Wer erbt was in einer Patchworkfamilie ohne Trauschein?

Im gesetzlichen Erbrecht kommt die Patchworkfamilie nicht vor. Ohne einen letzten Willen erben der Partner und die Kinder, die er mit in die Beziehung brachte, nichts. Werden sie im Testament bedacht, liegt der Freibetrag wie bei fremden Erben bei nur 20 000 Euro. Sinnvoll können hier Lebensversicherungen sein, wenn ein Partner den jeweils anderen über seinen Vertrag versichert.

Und wie sieht es aus, wenn die Partner miteinander verheiratet sind?

Hier erben der Partner und die Kinder des Verstorbenen. Die Stiefkinder werden in der gesetzlichen Erbfolge jedoch nicht bedacht – sie gehen leer aus. In Patchworkfamilien ist es daher sehr wichtig, sich Gedanken zu machen, wie die Partner sich und die Kinder absichern können und sich anwaltlichen Rat einzuholen.

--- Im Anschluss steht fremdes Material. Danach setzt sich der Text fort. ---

#[cfg(test)]
mod tests {
    use super::*;
    use crate::domain::{Milestone, Priority, Stage};
    use crate::notify::{Condition, RecordingHandler};
    use std::sync::Mutex;

    fn id(s: &str) -> ItemId {
        s.parse().unwrap()
    }

    fn timeline() -> Timeline {
        let mut tl = Timeline::with_id("tl-release".parse().unwrap(), "Release v1");
        let mut canary = Stage::new(id("canary"), "Canary");
        canary.core.priority = Priority::High;
        tl.add_stage(canary).unwrap();
        tl.add_stage(Stage::new(id("docs"), "Docs")).unwrap();
        tl.add_milestone(Milestone::new(id("ga"), "GA")).unwrap();
        tl
    }

    fn record_events(tl: &mut Timeline) -> Arc<Mutex<Vec<TimelineEvent>>> {
        let events = Arc::new(Mutex::new(Vec::new()));
        let sink = events.clone();
        tl.subscribe_all(Arc::new(move |e: &TimelineEvent| {
            sink.lock().unwrap().push(e.clone())
        }));
        events
    }

    fn service_with(channel: Channel, handler: Arc<dyn NotificationHandler>) -> NotificationService {
        let mut service = NotificationService::new();
        service.register_handler(channel, handler);
        service
    }

    #[tokio::test]
    async fn renders_and_sends() {
        let tl = timeline();
        let recorder = Arc::new(RecordingHandler::new());
        let service = service_with(Channel::Slack, recorder.clone());

        let config = NotificationConfig::new(
            Trigger::StageStart,
            Channel::Slack,
            "${timeline.name}: ${item.name} (${item.priority}) ${item.unknown}",
        )
        .with_recipients(vec!["#releases".into()]);

        let sent = service
            .send_notification(&config, &tl, tl.get(&id("canary")))
            .await
            .unwrap();
        assert!(sent);

        let notes = recorder.sent();
        assert_eq!(notes.len(), 1);
        assert_eq!(notes[0].message, "Release v1: Canary (high) ${item.unknown}");
        assert_eq!(notes[0].recipients, vec!["#releases".to_string()]);
        assert_eq!(notes[0].item, Some(id("canary")));
    }

    #[tokio::test]
    async fn missing_handler_is_an_error() {
        let tl = timeline();
        let service = NotificationService::new();
        let config = NotificationConfig::new(Trigger::TimelineStart, Channel::Email, "hi");
        assert_eq!(
            service.send_notification(&config, &tl, None).await,
            Err(NotificationError::MissingHandler(Channel::Email))
        );
    }

    #[tokio::test]
    async fn handler_failure_is_reported() {
        let tl = timeline();
        let service = service_with(Channel::Sms, Arc::new(RecordingHandler::failing()));
        let config = NotificationConfig::new(Trigger::TimelineStart, Channel::Sms, "hi");
        assert_eq!(service.send_notification(&config, &tl, None).await, Ok(false));
    }

    #[tokio::test]
    async fn panicking_handler_is_isolated() {
        let tl = timeline();
        let service = service_with(
            Channel::Webhook,
            Arc::new(|_: &RenderedNotification| -> bool { panic!("boom") }),
        );
        let config = NotificationConfig::new(Trigger::TimelineStart, Channel::Webhook, "hi");
        assert_eq!(
            service.send_notification(&config, &tl, None).await,
            Err(NotificationError::HandlerPanicked(Channel::Webhook))
        );
    }

    #[tokio::test]
    async fn slow_handler_times_out() {
        let tl = timeline();
        let service = service_with(
            Channel::Webhook,
            Arc::new(|_: &RenderedNotification| {
                std::thread::sleep(Duration::from_millis(300));
                true
            }),
        )
        .with_timeout(Duration::from_millis(20));
        let config = NotificationConfig::new(Trigger::TimelineStart, Channel::Webhook, "hi");
        assert!(matches!(
            service.send_notification(&config, &tl, None).await,
            Err(NotificationError::Timeout { channel: Channel::Webhook, .. })
        ));
    }

    #[tokio::test]
    async fn dispatch_filters_by_trigger_and_condition() {
        let mut tl = timeline();
        tl.notifications.push(
            NotificationConfig::new(Trigger::StageStart, Channel::Console, "started ${item.id}")
                .with_condition(Condition::PriorityAtLeast {
                    priority: Priority::High,
                }),
        );
        tl.notifications.push(NotificationConfig::new(
            Trigger::StageComplete,
            Channel::Console,
            "completed ${item.id}",
        ));
        let events = record_events(&mut tl);

        tl.start_item(&id("canary")).unwrap();
        tl.start_item(&id("docs")).unwrap();

        let recorder = Arc::new(RecordingHandler::new());
        let service = service_with(Channel::Console, recorder.clone());
        let events = events.lock().unwrap().clone();
        for event in &events {
            service.dispatch_event(&tl, event).await;
        }

        // docs is Medium priority, and nothing completed
        assert_eq!(recorder.messages(), vec!["started canary".to_string()]);
    }

    #[tokio::test]
    async fn dispatch_reports_missing_handler_without_failing() {
        let mut tl = timeline();
        tl.notifications.push(NotificationConfig::new(
            Trigger::TimelineStart,
            Channel::Email,
            "${timeline.name} started",
        ));
        tl.notifications.push(NotificationConfig::new(
            Trigger::TimelineStart,
            Channel::Console,
            "${timeline.name} started",
        ));
        let events = record_events(&mut tl);
        tl.start().unwrap();

        let recorder = Arc::new(RecordingHandler::new());
        let service = service_with(Channel::Console, recorder.clone());
        let event = events.lock().unwrap()[0].clone();
        let outcomes = service.dispatch_event(&tl, &event).await;

        assert_eq!(outcomes.len(), 2);
        assert_eq!(
            outcomes[0].result,
            Err(NotificationError::MissingHandler(Channel::Email))
        );
        assert!(outcomes[1].delivered());
        assert_eq!(recorder.messages(), vec!["Release v1 started".to_string()]);
    }

    #[tokio::test]
    async fn custom_triggers_fire_by_name() {
        let mut tl = timeline();
        tl.notifications.push(NotificationConfig::new(
            Trigger::Custom("rollback".into()),
            Channel::Console,
            "rolling back ${item.name}",
        ));
        let recorder = Arc::new(RecordingHandler::new());
        let service = service_with(Channel::Console, recorder.clone());

        assert!(service.dispatch_custom(&tl, "other", None).await.is_empty());
        let outcomes = service
            .dispatch_custom(&tl, "rollback", Some(&id("canary")))
            .await;
        assert_eq!(outcomes.len(), 1);
        assert_eq!(recorder.messages(), vec!["rolling back Canary".to_string()]);
    }

    #[tokio::test]
    async fn spawn_dispatch_runs_in_background() {
        let mut tl = timeline();
        tl.notifications.push(NotificationConfig::new(
            Trigger::MilestoneReached,
            Channel::Console,
            "${item.name} reached",
        ));
        let events = record_events(&mut tl);
        tl.reach_milestone(&id("ga")).unwrap();

        let recorder = Arc::new(RecordingHandler::new());
        let service = Arc::new(service_with(Channel::Console, recorder.clone()));
        let event = events.lock().unwrap()[0].clone();

        let handle = service.spawn_dispatch(&tl, &event).unwrap();
        let outcomes = handle.await.unwrap();
        assert_eq!(outcomes.len(), 1);
        assert_eq!(recorder.messages(), vec!["GA reached".to_string()]);
    }

    #[test]
    fn spawn_dispatch_without_runtime() {
        let tl = timeline();
        let service = Arc::new(NotificationService::new());
        let event = TimelineEvent::TimelineStarted {
            timeline: tl.id.clone(),
        };
        assert!(matches!(
            service.spawn_dispatch(&tl, &event),
            Err(NotificationError::NoRuntime)
        ));
    }
}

„Du hast mir nichts zu sagen!” Wie gehen wir damit um, wenn die Kinder des anderen bocken?

Haben sich Alleinerziehende neu verliebt, so wünschen sie sich, dass auch ihre Kinder den neuen Partner bzw. die neue Partnerin gern haben. Dies gilt besonders, wenn man zusammenzieht. Doch den Kindern fällt dies mitunter schwer. Und so kann das Thema Erziehung in der Patchworkfamilie für Reibereien sorgen. Im Alltag betreut schließlich auch der neue Partner die Kinder. Am besten sprechen die Partner das Thema früh an – und treffen auch klare Vereinbarungen miteinander. Diese sollten auch den Kindern mitgeteilt werden, damit Sprüche wie „Du hast mir gar nichts zu sagen!“ erst gar nicht aufkommen. Geduld, Einfühlungsvermögen, Toleranz sind gefragt – und werden vielfach auf die Probe gestellt.